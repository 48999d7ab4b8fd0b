//! Configuration loader with XDG-compliant path resolution
//!
//! Loads configuration from multiple locations with layered priority:
//! 1. `/etc/projcycle/config.toml` (lowest priority)
//! 2. `~/.config/projcycle/config.toml`
//! 3. `~/.projcycle.toml`
//! 4. `./.projcycle.toml` (highest priority)

use std::path::{Path, PathBuf};

use anyhow::{Context, Result};
use figment::{
    providers::{Env, Format, Serialized, Toml},
    Figment,
};

use super::interpolate::interpolate_config;
use super::model::Config;

/// Application name used for XDG directories
const APP_NAME: &str = "projcycle";

/// Prefix for environment overrides
const ENV_PREFIX: &str = "PROJCYCLE_";

/// Get XDG config search paths in priority order (lowest to highest)
pub fn config_paths() -> Vec<PathBuf> {
    let mut paths = Vec::new();

    paths.push(PathBuf::from(format!("/etc/{}/config.toml", APP_NAME)));

    if let Some(config_dir) = dirs::config_dir() {
        paths.push(config_dir.join(APP_NAME).join("config.toml"));
    }

    if let Some(home) = dirs::home_dir() {
        paths.push(home.join(format!(".{}.toml", APP_NAME)));
    }

    paths.push(PathBuf::from(format!(".{}.toml", APP_NAME)));

    paths
}

/// Load configuration with XDG layering
///
/// Configurations are merged in priority order, with later files
/// overriding earlier ones. Environment variables with prefix
/// `PROJCYCLE_` override all file-based configuration. Path-like
/// values are interpolated after merging.
///
/// # Arguments
/// * `override_path` - Optional path to a config file that takes highest file priority
pub fn load_config(override_path: Option<&Path>) -> Result<Config> {
    let mut figment = Figment::new().merge(Serialized::defaults(Config::default()));

    for path in config_paths() {
        if path.exists() {
            tracing::debug!("Loading config from: {}", path.display());
            figment = figment.merge(Toml::file(&path));
        }
    }

    if let Some(path) = override_path {
        if path.exists() {
            tracing::debug!("Loading override config from: {}", path.display());
            figment = figment.merge(Toml::file(path));
        } else {
            tracing::warn!("Override config not found: {}", path.display());
        }
    }

    // Format: PROJCYCLE_GENERATOR__BACKEND=Ninja
    // Maps to: generator.backend = "Ninja"
    figment = figment.merge(Env::prefixed(ENV_PREFIX).split("__"));

    let mut config: Config = figment.extract().context("Failed to load configuration")?;
    interpolate_config(&mut config);
    Ok(config)
}

/// Find all existing config files (for debugging/introspection)
pub fn find_config_files() -> Vec<PathBuf> {
    config_paths().into_iter().filter(|p| p.exists()).collect()
}

#[cfg(test)]
mod tests {
    use super::*;
    use std::fs;
    use tempfile::TempDir;

    #[test]
    fn test_config_paths_returns_expected_paths() {
        let paths = config_paths();

        assert!(paths.len() >= 2);
        assert!(paths[0].to_string_lossy().contains("/etc/"));
        assert!(paths
            .last()
            .unwrap()
            .to_string_lossy()
            .contains(".projcycle.toml"));
    }

    #[test]
    fn test_load_config_from_override() {
        let dir = TempDir::new().unwrap();
        let config_path = dir.path().join("test-config.toml");

        fs::write(
            &config_path,
            r#"
            [project]
            output_dir = "out"

            [artifact]
            executable = "demo"
            "#,
        )
        .unwrap();

        let config = load_config(Some(&config_path)).unwrap();

        assert_eq!(config.project.output_dir, "out");
        assert_eq!(config.artifact.executable, "demo");
    }

    #[test]
    fn test_load_config_interpolates_root() {
        let dir = TempDir::new().unwrap();
        let config_path = dir.path().join("test-config.toml");

        std::env::set_var("CHECKOUT_TEST_BASE_DIR", "/srv/perlin");
        fs::write(
            &config_path,
            r#"
            [project]
            root = "${CHECKOUT_TEST_BASE_DIR}/checkout"
            "#,
        )
        .unwrap();

        let config = load_config(Some(&config_path)).unwrap();
        std::env::remove_var("CHECKOUT_TEST_BASE_DIR");

        assert_eq!(config.project.root, Some("/srv/perlin/checkout".to_string()));
    }

    #[test]
    fn test_find_config_files_does_not_panic() {
        let _files = find_config_files();
    }

    #[test]
    fn test_env_override() {
        std::env::set_var("PROJCYCLE_ARTIFACT__PROFILE_DIR", "source/Release");

        let config = load_config(None).unwrap();

        // Clean up BEFORE assertion to ensure cleanup happens
        std::env::remove_var("PROJCYCLE_ARTIFACT__PROFILE_DIR");

        assert_eq!(config.artifact.profile_dir, "source/Release");
    }

    #[test]
    fn test_missing_override_file_uses_defaults() {
        let config = load_config(Some(Path::new("/nonexistent/config.toml"))).unwrap();

        assert_eq!(config.generator.program, "cmake");
    }
}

* * * * * * * * *

— Requirement —
Return exactly, please, the lines of the material from the first one down to and including the line where "let mut paths = Vec::new();" appears.

— Your solution —
repository 48999d7ab4b8fd0b
//! Configuration loader with XDG-compliant path resolution
//!
//! Loads configuration from multiple locations with layered priority:
//! 1. `/etc/projcycle/config.toml` (lowest priority)
//! 2. `~/.config/projcycle/config.toml`
//! 3. `~/.projcycle.toml`
//! 4. `./.projcycle.toml` (highest priority)

use std::path::{Path, PathBuf};

use anyhow::{Context, Result};
use figment::{
    providers::{Env, Format, Serialized, Toml},
    Figment,
};

use super::interpolate::interpolate_config;
use super::model::Config;

/// Application name used for XDG directories
const APP_NAME: &str = "projcycle";

/// Prefix for environment overrides
const ENV_PREFIX: &str = "PROJCYCLE_";

/// Get XDG config search paths in priority order (lowest to highest)
pub fn config_paths() -> Vec<PathBuf> {
    let mut paths = Vec::new();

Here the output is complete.